Dataset entries:
BEGIN

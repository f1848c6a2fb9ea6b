//! Isolated running-total accumulators, with a small CLI host.
//!
//! This crate implements a factory for callable accumulator units: each
//! unit owns a private total that persists and accumulates across
//! invocations, and units created by separate factory calls never share
//! or interfere with each other's state. The architecture enforces a
//! strict separation:
//!
//! - **[`core`]**: Pure, deterministic accumulator logic (owned units,
//!   shared units, streaming statistics). No I/O, fully testable in
//!   isolation.
//! - **Host modules** ([`config`], [`input`], [`logging`],
//!   [`exit_codes`]): the side-effecting surface the `tally` binary is
//!   built from.
//!
//! Overflow wraps (two's complement) on every accumulating type, so a
//! total always equals its starting value plus all deltas so far,
//! modulo 2^64.

pub mod config;
pub mod core;
pub mod exit_codes;
pub mod input;
pub mod logging;
#[cfg(any(test, feature = "test-support"))]
pub mod test_support;
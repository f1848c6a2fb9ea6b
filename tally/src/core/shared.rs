//! A shared accumulator that serializes invocations across threads.

use std::sync::{Arc, Mutex, PoisonError};

use crate::core::accumulator::Accumulate;

/// A running-total accumulator that may be invoked from several threads.
///
/// Invocations are serialized through a mutex, so concurrent callers still
/// observe one running total in a single serialization order. Cloning
/// yields another handle to the *same* accumulator; that is the one
/// sanctioned way to share state. Accumulators from separate
/// [`SharedAccumulator::new`] calls never share anything.
///
/// Overflow wraps, matching
/// [`Accumulator`](crate::core::accumulator::Accumulator).
#[derive(Debug, Clone, Default)]
pub struct SharedAccumulator {
    total: Arc<Mutex<i64>>,
}

impl SharedAccumulator {
    /// Create a shared accumulator whose total starts at `initial`.
    pub fn new(initial: i64) -> Self {
        Self {
            total: Arc::new(Mutex::new(initial)),
        }
    }

    /// Add `delta` to the total and return the new total.
    ///
    /// Takes `&self`: the lock provides the exclusivity that `&mut self`
    /// provides for the owned accumulator.
    pub fn invoke(&self, delta: i64) -> i64 {
        // A poisoned lock still holds a valid total: the update below is a
        // single store and is never observable half-applied.
        let mut total = self.total.lock().unwrap_or_else(PoisonError::into_inner);
        *total = total.wrapping_add(delta);
        *total
    }
}

impl Accumulate for SharedAccumulator {
    fn invoke(&mut self, delta: i64) -> i64 {
        SharedAccumulator::invoke(self, delta)
    }
}
//! Generic REST runtime under the service client

mod client;
mod rate_limit;

pub use client::{HttpClient, HttpClientConfig, HttpClientConfigBuilder, RequestConfig};
pub use rate_limit::{RateLimiter, RateLimiterConfig};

END

**Work task:**
Set down only the lines above that fall between the line holding "pub mod test_support;" and the line holding "let mut total", inclusive, keeping each exact.

**Exercise result:**
pub mod test_support;
repository f1848c6a2fb9ea6b
filename tally/src/core/shared.rs
//! A shared accumulator that serializes invocations across threads.

use std::sync::{Arc, Mutex, PoisonError};

use crate::core::accumulator::Accumulate;

/// A running-total accumulator that may be invoked from several threads.
///
/// Invocations are serialized through a mutex, so concurrent callers still
/// observe one running total in a single serialization order. Cloning
/// yields another handle to the *same* accumulator; that is the one
/// sanctioned way to share state. Accumulators from separate
/// [`SharedAccumulator::new`] calls never share anything.
///
/// Overflow wraps, matching
/// [`Accumulator`](crate::core::accumulator::Accumulator).
#[derive(Debug, Clone, Default)]
pub struct SharedAccumulator {
    total: Arc<Mutex<i64>>,
}

impl SharedAccumulator {
    /// Create a shared accumulator whose total starts at `initial`.
    pub fn new(initial: i64) -> Self {
        Self {
            total: Arc::new(Mutex::new(initial)),
        }
    }

    /// Add `delta` to the total and return the new total.
    ///
    /// Takes `&self`: the lock provides the exclusivity that `&mut self`
    /// provides for the owned accumulator.
    pub fn invoke(&self, delta: i64) -> i64 {
        // A poisoned lock still holds a valid total: the update below is a
        // single store and is never observable half-applied.
        let mut total = self.total.lock().unwrap_or_else(PoisonError::into_inner);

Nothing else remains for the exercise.